Patients with cancer are increasingly being asked to manage the symptoms and side effects, navigation between transitions in care, and long-term lifestyle and survivorship issues on their own. These skills, called self-management, are essential to ensure patients receive optimal cancer care and proactively manage their ongoing health needs. Oncology nurses are traditionally the clinicians who most frequently and extensively support patients in gaining self-management skills, yet standards for oncology nurses’ knowledge and skills related to patient self-management are lacking.
Responding to recent calls to create a competency framework, an international group of nurse leaders published a novel list of self-management competencies and performance criteria for broad implementation by oncology nurses. A group of oncology nurses with the International Society of Nurses in Cancer Care (ISNCC), led by Raymond Chan, PhD, RN from the College of Nursing and Health Sciences at Flinders University in Australia, published their process and outcomes for developing a self-management competency framework for oncology nurses in Cancer Nursing.

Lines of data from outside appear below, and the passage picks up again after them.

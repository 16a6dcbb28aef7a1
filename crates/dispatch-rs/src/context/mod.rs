//! Conversational context: entries, providers, retrieval, and compression.
//!
//! - [`entry`]: [`ContextEntry`] and [`ContextKind`]
//! - [`provider`]: the [`ContextProvider`] seam and [`StaticContextProvider`]
//! - [`retriever`]: [`ContextRetriever`] fan-out, dedup, ranking, caching,
//!   and usage feedback
//! - [`compress`]: fitting ranked context into a size budget

pub mod compress;
pub mod entry;
pub mod provider;
pub mod retriever;

pub use compress::{compress_context_window, window_size};
pub use entry::{ContextEntry, ContextKind};
pub use provider::{ContextProvider, ProviderFuture, StaticContextProvider};
pub use retriever::{CONTEXT_CACHE_CATEGORY, ContextRetriever};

The consensus-building process to develop this framework included multiple rounds of deliberation and prioritization from a diverse, international group of experts in oncology nursing. First, an initial list of competencies was curated from existing white paper reports, studies demonstrating effective nurse-led strategies to support patient self-management in cancer, and international curricula for self-management. Second, a group of 21 ISNCC leaders reviewed this list and provided feedback multiple times to narrow down and clarify the list of competencies. Third, the resulting list of competencies was finalized based on feedback from the prior two rounds of review.
The final framework includes 6 domains. Within these domains are 10 competencies and 42 performance criteria. Below are brief descriptions of each domain. Detailed explanations of the performance criteria for each competency are listed in the publication.
- Person-centered and motivational interviewing communication skills. This includes establishing rapport and engaging individuals as partners and applying motivational interviewing skills.
- Whole-person assessment of self-management support needs and capacity for self-management. This includes assessing patient and family self-management support needs and assessing capacity for self-management of medical, emotional, and lifestyle tasks.
- Health promotion theories and interventions. This includes applying health promotion theories and interventions to promote patient uptake of healthy lifestyle behaviors, both if the patient is at risk for or already diagnosed with cancer.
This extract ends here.